Republican crossover ranks may be smaller than he might expect. According to AP VoteCast, only 8% of Republicans voted Democratic in November’s presidential race, an overview of national voters.

“If there are Republicans who vote for Biden, they didn’t vote for Biden, it’s just Never Trumpers,” said Phillip Stephens, a former Democrat who is now a Republican Vice Chairman in Robeson County, about 90 miles south of Raleigh. The county voted twice for Barack Obama, but went for Trump again in 2016 and last year.

In the early months of Biden, Stephens sees that the president is targeting the left more than conservative Democratic voters.

During last year’s campaign, Biden sometimes courted Republicans at the risk of alienating the Democratic left. Several prominent Republicans was given speaking positions at the Democratic National Convention, such as the former Ohio government, John Kasich.

A number of Republican groups also openly supported Biden. Republican voters against Trump spent $ 2 million on billboards in swing states, with Republicans opposing the re-election of their own party’s president. Thus the radiant and bespectacled image of Copan, 3.6 meters high, ended up on billboards with the words: “I am conservative. I appreciate decency. I vote for Biden. “

As president, Biden has opened up to cooperating with Republicans. But he also helped ram Congress through with the greatest expansion of the social safety net in a generation as part of a coronavirus relief and incentive package that did not get a single Republican vote. He now calls for billions more to be spent on infrastructure, and pushes for a proposal designed to appeal to people on both sides.

Biden has enjoyed broad, relatively bipartisan support so far, with 73% of Americans approving its response to the coronavirus and 60% approving its dealings with the economy. Still, favorable reviews don’t always translate into votes: Of the more than 200 counties that supported Obama in 2012 and Trump in 2016, only about 25 went back to Biden in November.

The limited crossover power is even true in places that were bright spots for Democrats. Biden turned over the old Republican stronghold of Kent County, Michigan, which included Grand Rapids, the birthplace of Gerald Ford. But that gain was based more on the local electorate getting younger than any measurable wave of conservatives backing Biden.

Joe Farrington ran to Congress as a “working-class republican” and owns a bar in Lyons, Michigan, about 50 miles east of Grand Rapids, in Ionia County, where Trump won nearly two-thirds of the vote.
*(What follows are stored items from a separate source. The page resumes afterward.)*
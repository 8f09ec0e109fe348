//! Command-line interface

use crate::logging::LogFormat;
use crate::models::{Category, ConfigKey};
use clap::{Parser, Subcommand};
use std::path::PathBuf;

/// TurtleBot 4 Setup - inspect and edit the robot's network and ROS configuration
#[derive(Parser, Debug, Clone)]
#[command(name = "turtlebot4-setup")]
#[command(version, about, long_about = None)]
#[command(after_help = "Keys are written as category.KEY, e.g. wifi.SSID or export.ROS_DOMAIN_ID.\nRun `turtlebot4-setup env` for the supported environment variables.")]
pub struct Cli {
    /// Directory holding system, setup.bash and discovery.sh
    #[arg(long, global = true, value_name = "DIR")]
    pub setup_dir: Option<PathBuf>,

    /// Directory holding the netplan Wi-Fi file
    #[arg(long, global = true, value_name = "DIR")]
    pub netplan_dir: Option<PathBuf>,

    /// Hostname file
    #[arg(long, global = true, value_name = "FILE")]
    pub hostname_file: Option<PathBuf>,

    /// Environment file to load instead of ./.env
    #[arg(long, global = true, value_name = "FILE")]
    pub env_file: Option<PathBuf>,

    /// Force colored output
    #[arg(long, global = true, conflicts_with = "no_color")]
    pub color: bool,

    /// Disable colored output
    #[arg(long, global = true)]
    pub no_color: bool,

    /// Enable verbose output
    #[arg(long, global = true)]
    pub verbose: bool,

    /// Enable debug output
    #[arg(long, global = true)]
    pub debug: bool,

    /// Diagnostic log format (console, json, compact)
    #[arg(long, global = true, value_name = "FORMAT")]
    pub log_format: Option<LogFormat>,

    #[command(subcommand)]
    pub command: Command,
}

#[derive(Subcommand, Debug, Clone, PartialEq)]
pub enum Command {
    /// Print the configuration, optionally a single category
    Show {
        /// system, wifi, export or discovery
        category: Option<Category>,

        /// Print JSON instead of a table
        #[arg(long)]
        json: bool,
    },

    /// Print one value
    Get {
        /// Field to print, e.g. discovery.SERVER_ID
        key: ConfigKey,
    },

    /// Change one value and write the configuration
    Set {
        /// Field to change, e.g. export.ROS_DOMAIN_ID
        key: ConfigKey,

        /// New value; an empty string clears optional fields
        value: String,

        /// Show the result without writing any file
        #[arg(long)]
        dry_run: bool,
    },

    /// Restore a category's defaults and write the configuration
    Reset {
        category: Category,

        #[arg(long)]
        dry_run: bool,
    },

    /// Read and rewrite every file, normalizing their contents
    Apply,

    /// Print the discovery server list
    Discovery {
        /// Print the list for the Create 3 base instead
        #[arg(long)]
        create3: bool,
    },

    /// Check the configuration for suspicious combinations
    Validate,

    /// List the supported environment variables
    Env,
}

impl Cli {
    /// Check if colors should be enabled
    pub fn use_colors(&self) -> bool {
        if self.color {
            true
        } else if self.no_color {
            false
        } else {
            supports_color()
        }
    }

    /// Get configuration summary for display
    pub fn get_config_summary(&self) -> String {
        let mut summary = String::new();

        summary.push_str("Command Line:\n");
        summary.push_str(&format!("  Command: {:?}\n", self.command));
        if let Some(dir) = &self.setup_dir {
            summary.push_str(&format!("  Setup directory: {}\n", dir.display()));
        }
        if let Some(dir) = &self.netplan_dir {
            summary.push_str(&format!("  Netplan directory: {}\n", dir.display()));
        }
        if let Some(file) = &self.hostname_file {
            summary.push_str(&format!("  Hostname file: {}\n", file.display()));
        }
        if let Some(file) = &self.env_file {
            summary.push_str(&format!("  Environment file: {}\n", file.display()));
        }
        summary.push_str(&format!("  Colored output: {}\n", self.use_colors()));
        summary.push_str(&format!("  Verbose mode: {}\n", self.verbose));
        summary.push_str(&format!("  Debug mode: {}\n", self.debug));

        summary
    }
}

/// Check if the terminal supports color output
fn supports_color() -> bool {
    if let Ok(term) = std::env::var("TERM") {
        if term == "dumb" {
            return false;
        }
    }

    if std::env::var("NO_COLOR").is_ok() {
        return false;
    }

    if std::env::var("FORCE_COLOR").is_ok() {
        return true;
    }

    cfg!(unix)
}

#[cfg(test)]
mod tests {
    use super::*;
    use crate::models::{DiscoveryKey, ExportKey};

    #[test]
    fn test_parse_show() {
        let cli = Cli::parse_from(["test", "show", "wifi", "--json"]);
        assert_eq!(
            cli.command,
            Command::Show {
                category: Some(Category::Wifi),
                json: true
            }
        );
    }

    #[test]
    fn test_parse_set_with_global_flags_after_subcommand() {
        let cli = Cli::parse_from([
            "test",
            "set",
            "export.ROS_DOMAIN_ID",
            "42",
            "--setup-dir",
            "/tmp/tb4",
            "--no-color",
        ]);
        assert_eq!(
            cli.command,
            Command::Set {
                key: ConfigKey::Export(ExportKey::DomainId),
                value: "42".to_string(),
                dry_run: false,
            }
        );
        assert_eq!(cli.setup_dir, Some(PathBuf::from("/tmp/tb4")));
        assert!(!cli.use_colors());
    }

    #[test]
    fn test_parse_get_and_dry_run() {
        let cli = Cli::parse_from(["test", "get", "discovery.SERVER_ID"]);
        assert_eq!(
            cli.command,
            Command::Get {
                key: ConfigKey::Discovery(DiscoveryKey::ServerId)
            }
        );

        let cli = Cli::parse_from(["test", "reset", "discovery", "--dry-run"]);
        assert_eq!(
            cli.command,
            Command::Reset {
                category: Category::Discovery,
                dry_run: true
            }
        );
    }

    #[test]
    fn test_rejects_unknown_key_and_category() {
        assert!(Cli::try_parse_from(["test", "get", "wifi.NOPE"]).is_err());
        assert!(Cli::try_parse_from(["test", "show", "network"]).is_err());
        assert!(Cli::try_parse_from(["test"]).is_err());
    }

    #[test]
    fn test_color_flags_conflict() {
        assert!(Cli::try_parse_from(["test", "--color", "--no-color", "apply"]).is_err());
        let cli = Cli::parse_from(["test", "--color", "apply"]);
        assert!(cli.use_colors());
    }

    #[test]
    fn test_log_format_flag() {
        let cli = Cli::parse_from(["test", "--log-format", "json", "validate"]);
        assert_eq!(cli.log_format, Some(LogFormat::Json));
        assert!(Cli::try_parse_from(["test", "--log-format", "xml", "validate"]).is_err());
    }
}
In a candidacy debate, he called Trump “a bit of an idiot” – and finished fourth in a five-time primary race.

He says Biden is doing the right thing on infrastructure, social issues and the environment. Still, Farrington said he will remain loyal to the Republican Party – even if he runs for Congress again in 2022, unlike much of what it stands for. “We have to change it from within,” he says.

Scott Carey, former Tennessee Republican Party general counsel, wrote an op-ed in October saying he voted for Biden. He has been largely content so far, but is not about to become a born-again Democrat. He is concerned about tax increases and government overruns.

“I don’t see myself becoming a big Harris, or certainly not a Bernie fan or anything,” Carey said of Vice President Kamala Harris and Liberal Senator Bernie Sanders. If Biden decides not to seek a second term in 2024, Carey said, he would be more excited about the Republicans, including “ some governors I’ve never heard of who would stand up after Trump and get us back to sound government policy . . ”

However, others say they have left the GOP for good.

Tom Rawles is an ex-Republican county supervisor in Maricopa County, including Phoenix, and was critical of Biden’s swing-state Arizona. After voting for Biden, Rawles registered as a Democrat.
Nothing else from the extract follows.